The term ‘succession’ is usually used in the narrowest sense of asset transfer between generations with little attention paid to management succession in the case of a (family) farm business or succession of board members at a board and governance level.
With agriculture contributing approximately 15% of GDP, New Zealand’s aging agricultural population is of concern, not only in terms of food production but in agricultural leadership as well. The majority of agricultural leaders are derived from a practical-farmer base which has an estimated average of 65 years. These farmers have developed skills through their active involvement in Federated Farmers and other industry organisations.
Traditionally, New Zealand has had a relatively self-replacing dairy industry through sharemilking which allowed new entrants the opportunity to build up a herd of cows and develop crucial business skills before purchasing their first farm.

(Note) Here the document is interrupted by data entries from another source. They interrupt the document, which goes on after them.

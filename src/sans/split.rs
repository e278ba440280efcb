//! Partitioning of a buffer into record-aligned ranges.

use thiserror::Error;

/// An error partitioning a buffer.
#[derive(Debug, Error, PartialEq, Eq)]
pub enum SplitError {
    /// At least one partition is required.
    #[error("Cannot split into zero partitions.")]
    NoPartitions,
    /// No line break between a candidate boundary and the end of the buffer.
    #[error("No line break after offset {offset} to end partition {partition}.")]
    NoLineBreak { partition: usize, offset: usize },
}

/// Split a buffer into `n` contiguous ranges that never divide a record.
///
/// Returns `n + 1` strictly increasing offsets, starting at `0` and ending at
/// `r.len()`, such that partition `i` is `offsets[i]..offsets[i + 1]`. Every
/// internal offset is the position of a line break, so each range after the
/// first opens on the line break ending the previous range's last record.
pub fn split(r: &[u8], n: usize) -> Result<Vec<usize>, SplitError> {
    if n == 0 {
        Err(SplitError::NoPartitions)?;
    }

    let mut offsets = Vec::with_capacity(n + 1);
    offsets.push(0);

    for partition in 1..n {
        let previous = offsets[partition - 1];
        let candidate = (partition * r.len() / n).max(previous + 1);

        let boundary = r
            .get(candidate..)
            .and_then(|tail| tail.iter().position(|&b| b == b'\n'))
            .map(|p| candidate + p)
            .ok_or(SplitError::NoLineBreak {
                partition,
                offset: candidate,
            })?;

        offsets.push(boundary);
    }

    offsets.push(r.len());

    Ok(offsets)
}

/// Largest partition count that `split` can always place on a buffer.
///
/// Any window at least as long as the buffer's longest line holds a line
/// break, so every `n` up to `r.len() / longest` succeeds. Never less than 1.
pub fn capacity(r: &[u8]) -> usize {
    let mut longest = 0;
    let mut start = 0;

    for (i, _) in r.iter().enumerate().filter(|&(_, &b)| b == b'\n') {
        longest = longest.max(i + 1 - start);
        start = i + 1;
    }

    // The run after the last break has no break of its own to land on.
    longest = longest.max(r.len() + 1 - start);

    (r.len() / longest).max(1)
}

Whilst this has allowed a readymarket of first farm buyers, most dairy farmers still aim to pass the family farm on to family members.
The sheep and beef industry has a more traditional approach to succession, with family members taking over the family farm or the property sold and assets divided equally between the family.
Changes to the entry cost of farming (increase in land value; introduction of Fair Value Shares etc) relative to income has altered the perception of farming as a ‘easy’ option for those who saw themselves as academically-challenged to that of a business with increasing regulations and decreasing profit-margins.
The opportunity to work with Sydney-based accounting firm Grant Thornton Pty to assist in the development and implementation of family farm succession programs coupled with my personal situation of being ‘the farmer in the family’ with four non-farming siblings has impressed upon me that succession is not the primary domain of lawyers, accountants and/or financial planners.
Family are complex beasts consisting of individuals linked through a common lineage, sometimes with little more in common than the blood that binds them. It is these individuals that form the heart and soul of a family-farm, ensuring it’s ultimate success or failure, yet it is these same people that are forgotten about in a traditional succession planning model, which is developed around tax-effective mechanisms for reallocation of assets when the matriarch and or patriarch are deceased.
Business Continuance and Succession Planning –the primary aim is to provide a readable document that highlights the issues and provides some commentary and suggestions as to how these might be handled. It is very much intended that the primary beneficiaries of this report are family farmers and their advisers.
To create a heightened awareness and understanding of the gaps that currently exists in our collective knowledge base around the continuation of family farming businesses via transfer of knowledge, skills and experiences from one generation to the next.
On a personal front, I would like to develop pragmatic models and tools for achieving efficient, harmonious and successful transitions between generations of agricultural and farming leaders; family farm businesses and individual family members.
Smooth and timely leadership succession is vitally important to the financial success and longevity of any business whether it be the family farm, corporate farm enterprises, Maori Trust farms or multi-million dollar co-operatives such as Fonterra, Ravensdown Fertiliser Coop, Ballance Fertiliser Co-op etc The Alliance Group Co-op is a particularly good example of a poor process for succession of their Chair as shareholders vented their spleen over the industry politics surrounding this decision.
Continuation of family farm businesses is vital for the continuation of agriculture and food production locally, nationally and globally and for industries to recognise the importance of this for their own survival.
The approach I have taken was to study those who have managed this aspect of the succession process well and who have developed models for success and/or best practise guidelines for family farm businesses.
The countries I visited during my scholarship were:
UK, Belgium (Brussels), France – Contemporary Scholars Conference
Australia, Philippines, Hong Kong, China, US, Canada, Ireland, Northern Ireland – Global Focus Program
Canada, Australia, US, Northern Ireland, England, Wales, Scotland, India – Study Specific
The countries chosen specifically for the purposes of my study were based on a desk-top research of those individuals, organisations and conferences/seminars that I deemed to be of relevance. In many instances, as a result of my visit I was referred on to other experts in a form of an intellectual snow-ball waltz.
A semi-structured interview and/or active participation in conferences and seminars were used to gather information.